Automatic Identification of Aceh Cattle Using an Image-Based Computer Vision Approach for Smart Livestock Management
Received: 13 December 2025; Revised: 27 January 2026; Accepted: 9 February 2026; Published: 26 March 2026
Abstract
The identification of cattle breeds is an important aspect of livestock management, particularly for maintaining genetic resources and supporting breeding programs of local cattle. In Indonesia, Aceh cattle represent one of the important indigenous breeds whose identification is commonly conducted through manual observation based on physical characteristics. However, conventional identification methods often depend on human expertise and may lead to inconsistencies or misclassification. Recent advances in artificial intelligence, especially in computer vision technologies, provide new opportunities to develop automated systems for livestock identification. This study aims to develop an image-based classification model to distinguish Aceh cattle from non-Aceh cattle using computer vision techniques. A dataset of cattle images was collected from field documentation and various online sources and categorized into two classes.
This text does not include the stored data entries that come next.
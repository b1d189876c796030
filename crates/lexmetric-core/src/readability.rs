//! Readability scoring using the Gunning fog index.
//!
//! Formula: `0.4 * (words/sentences + complex_words/words)`
//!
//! Words are the Penn Treebank tokens of each sentence, so punctuation marks
//! and clitics (`n't`, `'s`) count toward the word total. A word counts as
//! complex when it is longer than six characters. This is a length proxy, not
//! a syllable test, and is kept fixed so scores stay comparable across runs.

use serde::{Deserialize, Serialize};

use crate::text;

/// Words with at least this many characters are complex.
pub const COMPLEX_WORD_MIN_CHARS: usize = 7;

/// Readability scores for one document.
#[derive(Debug, Clone, Copy, Default, PartialEq, Serialize, Deserialize)]
pub struct ReadabilityScores {
    /// Gunning fog index.
    pub fog_index: f64,
    /// Mean words per sentence.
    pub avg_sentence_length: f64,
    /// Words of [`COMPLEX_WORD_MIN_CHARS`] characters or more.
    pub complex_words: usize,
    /// `complex_words / words` as a fraction.
    pub percentage_complex: f64,
    /// Number of sentences detected.
    pub sentences: usize,
    /// Number of word tokens detected, punctuation included.
    pub words: usize,
}

/// Score readability of `text`.
///
/// Empty or punctuation-only text scores zero everywhere.
#[tracing::instrument(skip_all, fields(text_len = text.len()))]
pub fn score(text: &str) -> ReadabilityScores {
    let sentence_list = text::split_sentences(text);
    let sentences = sentence_list.len();
    let word_list: Vec<String> = sentence_list
        .iter()
        .flat_map(|sentence| text::treebank_tokens(sentence))
        .collect();
    let words = word_list.len();
    let complex_words = word_list
        .iter()
        .filter(|w| w.chars().count() >= COMPLEX_WORD_MIN_CHARS)
        .count();

    let avg_sentence_length = if sentences > 0 {
        words as f64 / sentences as f64
    } else {
        0.0
    };
    let percentage_complex = if words > 0 {
        complex_words as f64 / words as f64
    } else {
        0.0
    };

    ReadabilityScores {
        fog_index: 0.4 * (avg_sentence_length + percentage_complex),
        avg_sentence_length,
        complex_words,
        percentage_complex,
        sentences,
        words,
    }
}

#[cfg(test)]
mod tests {
    use super::*;

    #[test]
    fn basic_readability() {
        let s = score("The cat sat on the mat. The dog ran fast.");
        assert_eq!(s.sentences, 2);
        assert_eq!(s.words, 12);
        assert_eq!(s.complex_words, 0);
        assert!((s.avg_sentence_length - 6.0).abs() < f64::EPSILON);
        assert!((s.fog_index - 2.4).abs() < 1e-9);
    }

    #[test]
    fn punctuation_counts_as_words() {
        let s = score("I love this. This is great and wonderful.");
        assert_eq!(s.sentences, 2);
        assert_eq!(s.words, 10);
        assert_eq!(s.complex_words, 1);
        assert!((s.avg_sentence_length - 5.0).abs() < 1e-9);
        assert!((s.fog_index - 2.04).abs() < 1e-9);
    }

    #[test]
    fn contractions_split_into_two_words() {
        let s = score("I can't go. It's late.");
        assert_eq!(s.sentences, 2);
        // I ca n't go . / It 's late .
        assert_eq!(s.words, 9);
    }

    #[test]
    fn unpunctuated_paragraph_joins_the_next_sentence() {
        let s = score("First line without a period\nSecond line.");
        assert_eq!(s.sentences, 1);
        assert_eq!(s.words, 8);
        assert!((s.avg_sentence_length - 8.0).abs() < 1e-9);
    }

    #[test]
    fn complex_words_by_length() {
        // "wonderful" (9) and "amazing" (7) are complex; "simple" (6) is not.
        let s = score("A wonderful, amazing, simple day.");
        assert_eq!(s.words, 8);
        assert_eq!(s.complex_words, 2);
        assert!((s.percentage_complex - 0.25).abs() < 1e-9);
        assert!((s.fog_index - 0.4 * (8.0 + 0.25)).abs() < 1e-9);
    }

    #[test]
    fn empty_input_scores_zero() {
        assert_eq!(score(""), ReadabilityScores::default());
        assert_eq!(score("  \n\n  "), ReadabilityScores::default());
    }

    #[test]
    fn punctuation_only_scores_zero() {
        let s = score("... !!! ???");
        assert_eq!(s.words, 0);
        assert_eq!(s.sentences, 0);
        assert!(s.fog_index.abs() < f64::EPSILON);
    }

    #[test]
    fn longer_sentences_raise_the_index() {
        let short = score("We ran. We hid. We won.");
        let long = score(
            "The comprehensive organizational restructuring initiative necessitated \
             interdepartmental communication protocols throughout the enterprise.",
        );
        assert!(long.fog_index > short.fog_index);
    }
}
//! Command implementations.

use anyhow::Context;
use camino::{Utf8Path, Utf8PathBuf};
use clap::Args;
use owo_colors::OwoColorize;

use lexmetric_core::metrics::MetricValue;
use lexmetric_core::{
    Analyzer, Config, DocumentCache, HttpFetcher, KeyStrategy, Lexicon, MetricsRecord,
};

pub mod analyze;
pub mod batch;
pub mod info;
pub mod score;

/// Word-list location, shared by every command that scores text.
#[derive(Args, Debug, Default, Clone)]
pub struct LexiconArgs {
    /// Directory with StopWords.txt, positive-words.txt, negative-words.txt
    #[arg(long, value_name = "DIR")]
    pub lexicon_dir: Option<Utf8PathBuf>,
}

/// Flags for commands that fetch and cache documents.
#[derive(Args, Debug, Default, Clone)]
pub struct AnalysisArgs {
    #[command(flatten)]
    pub lexicon: LexiconArgs,

    /// Directory for cached extracted texts
    #[arg(long, value_name = "DIR")]
    pub cache_dir: Option<Utf8PathBuf>,

    /// How cache file names are derived
    #[arg(long, value_enum)]
    pub cache_key: Option<KeyStrategy>,
}

impl LexiconArgs {
    /// Word-list directory: flag, then config.
    pub fn lexicon_dir<'a>(&'a self, config: &'a Config) -> &'a Utf8Path {
        self.lexicon_dir.as_deref().unwrap_or(&config.lexicon_dir)
    }

    /// Load the session lexicon.
    pub fn load_lexicon(&self, config: &Config) -> anyhow::Result<Lexicon> {
        let dir = self.lexicon_dir(config);
        let lexicon = Lexicon::load(dir.as_std_path())
            .with_context(|| format!("failed to load word lists from {dir}"))?;
        if lexicon.is_empty() {
            tracing::warn!(dir = %dir, "no word lists found; sentiment scores will be zero");
        }
        Ok(lexicon)
    }
}

impl AnalysisArgs {
    /// Build the analyzer used by `analyze` and `batch`.
    pub fn build_analyzer(&self, config: &Config) -> anyhow::Result<Analyzer<HttpFetcher>> {
        let lexicon = self.lexicon.load_lexicon(config)?;
        let cache_dir = self.cache_dir.as_deref().unwrap_or(&config.cache_dir);
        let strategy = self.cache_key.unwrap_or(config.cache_key);
        let cache = DocumentCache::new(cache_dir.as_std_path(), strategy);
        let fetcher =
            HttpFetcher::new(config.fetch_config()).context("failed to build HTTP client")?;
        Ok(Analyzer::new(lexicon, cache, fetcher))
    }
}

/// Read a file and validate its size against the configured limit.
pub fn read_input_file(path: &Utf8Path, max_bytes: Option<usize>) -> anyhow::Result<String> {
    // Preflight: check file size via metadata before reading into memory.
    let metadata =
        std::fs::metadata(path.as_std_path()).with_context(|| format!("failed to read {path}"))?;
    if let Some(max) = max_bytes {
        let size = usize::try_from(metadata.len()).unwrap_or(usize::MAX);
        if size > max {
            anyhow::bail!("input too large: {path} is {size} bytes (limit: {max} bytes)");
        }
    }

    let content = std::fs::read_to_string(path.as_std_path())
        .with_context(|| format!("failed to read {path}"))?;
    Ok(content)
}

/// Print a metrics record as an aligned, labelled list.
pub fn print_metrics(title: &str, metrics: &MetricsRecord) {
    println!("{}", title.bold());
    let fields = metrics.fields();
    let width = fields.iter().map(|(name, _)| name.len()).max().unwrap_or(0);
    for (name, value) in fields {
        let value = match value {
            MetricValue::Count(_) => value.to_string(),
            MetricValue::Ratio(_) => format!("{value:.4}"),
        };
        println!("  {:<width$}  {}", format!("{name}:").dimmed(), value.cyan());
    }
}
After the image collection process was completed, image adjustment and augmentation processes followed, resulting in a final dataset of 2,360 images, which were used for model training and testing. The dataset consisted of 800 original images expanded through augmentation techniques and was automatically divided into training and validation datasets using an 80:20 ratio. The classification model was developed using Teachable Machine and evaluated using performance metrics such as accuracy, precision, and recall. The experimental results show that the model achieved an accuracy of 89.6%, with precision and recall values of 89.1% and 90.3%, respectively. The findings demonstrate the feasibility of applying low-code artificial intelligence platforms for indigenous cattle breed classification in digital livestock management systems.